Attorney Misconduct (Program)
Judy Gutman, La Trobe University School of Law (Australia); Paula Baron, La Trobe University (Australia); Mark Thomas, Queensland University of Technology (Australia) (Moderator); and Susan Fortney, Texas A&M University (US)
Judy Gutman and Paula Baron: Telling Tales out of Court? Judges and their Obligation to Report Lawyer Misconduct
This paper is concerned with the judicial power of the courts to discipline lawyers. The regulation governing lawyers in Australia is similar to that of other jurisdictions. The discipline of lawyers who do not meet the professional standards is aimed both at the administration of justice and the protection of clients and the public. However, the schemes rely on complaints being lodged against suspect lawyers. In the main, these complaints are lodged by clients, and some are made by other solicitors and regulators.
Judges also have the power to discipline lawyers, but this power is under-utilized. Judges have an inherent power to control the processes over which they have jurisdiction. This includes the power to discipline lawyers as they operate within that jurisdiction. Yet, as the case law shows, the predominant tools used by judges to control lawyer misconduct are statute based, such as costs orders and other penalties under the Civil Liability Acts. As has been reported by the Australian Law Reform Commission, however, the frequency of judicial reporting of lawyer misconduct is rare. The literature from other jurisdictions suggests that this issue is not confined to Australia.
This paper will draw upon the literature from both the US and Australia relating to lawyer misconduct in court to argue that judges should take seriously their supervisory powers over lawyers. Our central claim is that, that in addition to making costs orders and applying other penalties available to them through statute, judges should report lawyer misconduct to the appropriate regulators for disciplinary purposes. We suggest that disciplinary orders would be more effective to deal with what are actually ethical breaches. Such orders can affect the reputation of the lawyer and, in turn, their future earning capacity in terms of employment or future client demand.
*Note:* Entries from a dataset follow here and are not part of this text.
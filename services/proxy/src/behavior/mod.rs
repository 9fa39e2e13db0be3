//! Chaos behaviors.
//!
//! A behavior wraps one forward cycle with two hooks. Returning `false` from
//! [`Behavior::before_forward`] skips the protocol forward for that cycle; the
//! behavior has then either synthesized its own response or dropped the input.
//!
//! Behaviors are built once at startup and shared by every connection. Their
//! call counters (`warmup`, `agitate`) are therefore global per behavior
//! instance, not per connection.

use std::fmt;
use std::io;
use std::sync::atomic::{AtomicU64, Ordering};
use std::sync::Arc;

use async_trait::async_trait;
use rand::rngs::StdRng;
use rand::SeedableRng;

use crate::endpoint::Endpoint;
use crate::options::{OptionSpec, Settings};

mod abort;
mod blackout;
mod delay;
mod dummy;
mod error;
mod hang;
mod registry;
mod selector;
mod transient;

pub use abort::Abort;
pub use blackout::Blackout;
pub use delay::Delay;
pub use dummy::Dummy;
pub use error::{Corrupter, ErrorInjection};
pub use hang::Hang;
pub use registry::BehaviorRegistry;
pub use selector::{Selection, WeightedSelector, WeightedTable};
pub use transient::Transient;

/// Direction of a forward cycle.
#[derive(Debug, Clone, Copy, PartialEq, Eq, Hash)]
pub enum Direction {
    /// Client to backend.
    ToBackend,
    /// Backend to client.
    ToClient,
}

impl Direction {
    pub fn as_str(&self) -> &'static str {
        match self {
            Direction::ToBackend => "to_backend",
            Direction::ToClient => "to_client",
        }
    }
}

impl fmt::Display for Direction {
    fn fmt(&self, f: &mut fmt::Formatter<'_>) -> fmt::Result {
        f.write_str(self.as_str())
    }
}

/// Everything a behavior or protocol needs for one forward cycle.
#[derive(Debug, Clone, Copy)]
pub struct Forward<'a> {
    pub conn_id: u64,
    /// Name of the active protocol.
    pub protocol: &'static str,
    pub direction: Direction,
    /// Socket the message is read from.
    pub source: &'a Endpoint,
    /// Socket the message is written to.
    pub dest: &'a Endpoint,
    /// Read chunk size.
    pub buffer: usize,
}

impl<'a> Forward<'a> {
    /// The endpoint facing the client.
    pub fn client(&self) -> &'a Endpoint {
        match self.direction {
            Direction::ToBackend => self.source,
            Direction::ToClient => self.dest,
        }
    }

    /// The endpoint facing the backend.
    pub fn backend(&self) -> &'a Endpoint {
        match self.direction {
            Direction::ToBackend => self.dest,
            Direction::ToClient => self.source,
        }
    }
}

/// A chaos strategy applied around a forward cycle.
#[async_trait]
pub trait Behavior: Send + Sync + 'static {
    fn name(&self) -> &'static str;

    /// One-line description for listings.
    fn description(&self) -> &'static str;

    fn options(&self) -> &'static [OptionSpec] {
        &[]
    }

    /// Runs before the protocol forward. `Ok(false)` skips the forward.
    async fn before_forward(&self, _fwd: &Forward<'_>, _settings: &Settings) -> io::Result<bool> {
        Ok(true)
    }

    /// Runs after the protocol forward, whether or not it happened.
    async fn after_forward(&self, _fwd: &Forward<'_>, _settings: &Settings) -> io::Result<()> {
        Ok(())
    }
}

/// A behavior together with the settings a connection runs it with.
#[derive(Clone)]
pub struct ActiveBehavior {
    pub behavior: Arc<dyn Behavior>,
    pub settings: Arc<Settings>,
}

impl ActiveBehavior {
    /// Pair a behavior with its default settings.
    pub fn with_defaults(behavior: Arc<dyn Behavior>) -> Self {
        let settings = Arc::new(Settings::defaults(behavior.options()));
        Self { behavior, settings }
    }

    pub fn name(&self) -> &'static str {
        self.behavior.name()
    }
}

impl fmt::Debug for ActiveBehavior {
    fn fmt(&self, f: &mut fmt::Formatter<'_>) -> fmt::Result {
        f.debug_struct("ActiveBehavior")
            .field("name", &self.name())
            .field("settings", &self.settings)
            .finish()
    }
}

/// Call counter shared by every connection using a behavior.
#[derive(Debug, Default)]
pub struct SharedCounter(AtomicU64);

impl SharedCounter {
    /// Count one call if fewer than `limit` calls were counted so far.
    pub fn try_consume(&self, limit: u64) -> bool {
        self.0
            .fetch_update(Ordering::AcqRel, Ordering::Acquire, |n| {
                (n < limit).then_some(n + 1)
            })
            .is_ok()
    }

    pub fn get(&self) -> u64 {
        self.0.load(Ordering::Acquire)
    }
}

/// Root generator for every random choice the proxy makes.
///
/// With a seed, behavior selection and generated payloads are reproducible.
pub fn master_rng(seed: Option<u64>) -> StdRng {
    match seed {
        Some(seed) => StdRng::seed_from_u64(seed),
        None => StdRng::from_os_rng(),
    }
}

/// Non-negative integer option as a count.
fn count(settings: &Settings, name: &str) -> u64 {
    u64::try_from(settings.int(name)).unwrap_or(0)
}

#[cfg(test)]
mod tests {
    use super::*;

    #[test]
    fn test_counter_stops_at_limit() {
        let counter = SharedCounter::default();
        assert!(counter.try_consume(2));
        assert!(counter.try_consume(2));
        assert!(!counter.try_consume(2));
        assert_eq!(counter.get(), 2);
    }

    #[test]
    fn test_zero_limit_never_counts() {
        let counter = SharedCounter::default();
        assert!(!counter.try_consume(0));
        assert_eq!(counter.get(), 0);
    }

    #[tokio::test]
    async fn test_counter_is_shared_across_tasks() {
        let counter = Arc::new(SharedCounter::default());
        let tasks: Vec<_> = (0..16)
            .map(|_| {
                let counter = Arc::clone(&counter);
                tokio::spawn(async move { counter.try_consume(5) })
            })
            .collect();

        let mut counted = 0;
        for task in tasks {
            if task.await.unwrap() {
                counted += 1;
            }
        }
        assert_eq!(counted, 5);
    }
}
Their likely deterrent effect is thus higher. And, of course, there is symbolic value in judges taking action to uphold ethical standards.
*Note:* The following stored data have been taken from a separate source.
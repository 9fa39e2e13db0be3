//! Counter sinks.
//!
//! The proxy counts the behavior chosen for each connection and the
//! `<protocol>.<conn-id>.start|end|to_backend|to_client` events. Sinks are
//! fire and forget: a failing sink never affects traffic.

use std::io;
use std::net::{SocketAddr, ToSocketAddrs, UdpSocket};
use std::sync::{Mutex, PoisonError};

use rand::rngs::StdRng;
use rand::Rng;
use tracing::{debug, info};

/// Receives counter increments.
pub trait MetricsSink: Send + Sync + 'static {
    fn increment(&self, name: &str);
}

/// Writes each increment as an info log line. Used when no statsd server is
/// configured.
#[derive(Debug, Default)]
pub struct LogSink;

impl MetricsSink for LogSink {
    fn increment(&self, name: &str) {
        info!(counter = name, "counter");
    }
}

/// Sends `<prefix>.<name>:1|c` datagrams to a statsd server.
pub struct StatsdSink {
    socket: UdpSocket,
    target: SocketAddr,
    prefix: String,
    sample_rate: f64,
    rng: Mutex<StdRng>,
}

impl StatsdSink {
    /// Resolve `host:port` and open a non-blocking UDP socket towards it.
    ///
    /// `sample_rate` is clamped to `0.0..=1.0`.
    pub fn connect(
        host: &str,
        port: u16,
        prefix: &str,
        sample_rate: f64,
        rng: StdRng,
    ) -> io::Result<Self> {
        let target = (host, port).to_socket_addrs()?.next().ok_or_else(|| {
            io::Error::new(
                io::ErrorKind::NotFound,
                format!("statsd host {host:?} did not resolve"),
            )
        })?;
        let bind: SocketAddr = if target.is_ipv4() {
            ([0, 0, 0, 0], 0).into()
        } else {
            ([0u16; 8], 0).into()
        };
        let socket = UdpSocket::bind(bind)?;
        socket.set_nonblocking(true)?;

        Ok(Self {
            socket,
            target,
            prefix: prefix.trim_end_matches('.').to_string(),
            sample_rate: sample_rate.clamp(0.0, 1.0),
            rng: Mutex::new(rng),
        })
    }

    fn datagram(&self, name: &str) -> String {
        let stat = if self.prefix.is_empty() {
            name.to_string()
        } else {
            format!("{}.{name}", self.prefix)
        };
        if self.sample_rate < 1.0 {
            format!("{stat}:1|c|@{}", self.sample_rate)
        } else {
            format!("{stat}:1|c")
        }
    }
}

impl MetricsSink for StatsdSink {
    fn increment(&self, name: &str) {
        if self.sample_rate < 1.0 {
            let roll: f64 = self
                .rng
                .lock()
                .unwrap_or_else(PoisonError::into_inner)
                .random();
            if roll >= self.sample_rate {
                return;
            }
        }
        if let Err(e) = self.socket.send_to(self.datagram(name).as_bytes(), self.target) {
            debug!(error = %e, counter = name, "Failed to send statsd counter");
        }
    }
}

#[cfg(test)]
mod tests {
    use super::*;
    use rand::SeedableRng;
    use std::time::Duration;

    fn receiver() -> (UdpSocket, u16) {
        let socket = UdpSocket::bind("127.0.0.1:0").unwrap();
        socket
            .set_read_timeout(Some(Duration::from_secs(2)))
            .unwrap();
        let port = socket.local_addr().unwrap().port();
        (socket, port)
    }

    fn recv(socket: &UdpSocket) -> String {
        let mut buf = [0u8; 512];
        let n = socket.recv(&mut buf).unwrap();
        String::from_utf8_lossy(&buf[..n]).into_owned()
    }

    #[test]
    fn test_counter_datagram() {
        let (server, port) = receiver();
        let sink =
            StatsdSink::connect("127.0.0.1", port, "mayhem.", 1.0, StdRng::seed_from_u64(0))
                .unwrap();

        sink.increment("http.1.start");
        assert_eq!(recv(&server), "mayhem.http.1.start:1|c");
    }

    #[test]
    fn test_sampled_counter_carries_rate() {
        let sink =
            StatsdSink::connect("127.0.0.1", 8125, "mayhem", 0.5, StdRng::seed_from_u64(0))
                .unwrap();
        assert_eq!(sink.datagram("delay"), "mayhem.delay:1|c|@0.5");
    }

    #[test]
    fn test_zero_rate_sends_nothing() {
        let (server, port) = receiver();
        server
            .set_read_timeout(Some(Duration::from_millis(100)))
            .unwrap();
        let sink = StatsdSink::connect("127.0.0.1", port, "", 0.0, StdRng::seed_from_u64(0))
            .unwrap();

        sink.increment("dummy");
        let mut buf = [0u8; 64];
        assert!(server.recv(&mut buf).is_err());
    }
}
This paper will identify the behaviors that are likely to attract a finding of misconduct (including breaches of the rules of Professional Conduct); analyze some recent cases where it has been acknowledged that lawyers have been guilty of misconduct and yet no complaint was made to the regulators; and recommend that judges ought to be more proactive in using their judicial power to support the aims of the legislation governing lawyers.
Mark Thomas: The Client Laid … (Bare): The Sexual Relationships of Lawyers in Australia and Beyond
'Dream case. Isn't it? High profile. Splashy. Big closing. Get the not guilty. Have sex with the client. It's all there.' Denny Crane: Boston Legal
Australia remains one of the few jurisdictions which lacks an express proscription against sexual relationships between lawyers and their clients. The leading Australian decision is now over forty years old, and despite the recent drafting and implementation of a uniform code of conduct for solicitors in all States, the regulatory regime remains silent on sexual relationships with clients.
This paper compares the development of regulatory proscriptions on lawyer-client relationships across a range of jurisdictions, comparing these with the normative values embedded in the codes applying to health professionals.
In doing so, it posits that the Australian regulatory framework has been – and remains – dominated by a discourse of the body, and retains a concept of consent which militates against regulation.
Conventionally, the disinclination to regulate lawyer-client relationships has been illustrated by distinguishing such relationships from those of medical professionals. The more liberal approach taken to lawyer-client lies in the difference in the physical aspects of the relationships: medical practitioners routinely require their patients to undress, and routinely touch patients in the course of diagnosis. The implausibility of a discourse of a body, however, is illustrated by the preponderance of medical disciplinary proceedings against psychiatrists and psychologists.
The normative frameworks which prohibit sexual relationships in other professional contexts have abandoned physical intimacy as the rationale for proscription, turning rather to concepts of power and vulnerability – bolstered by recognition of the contributing phenomena of transference and counter-transference. Under this framework, the distinction between legal and medical professionals is largely eliminated.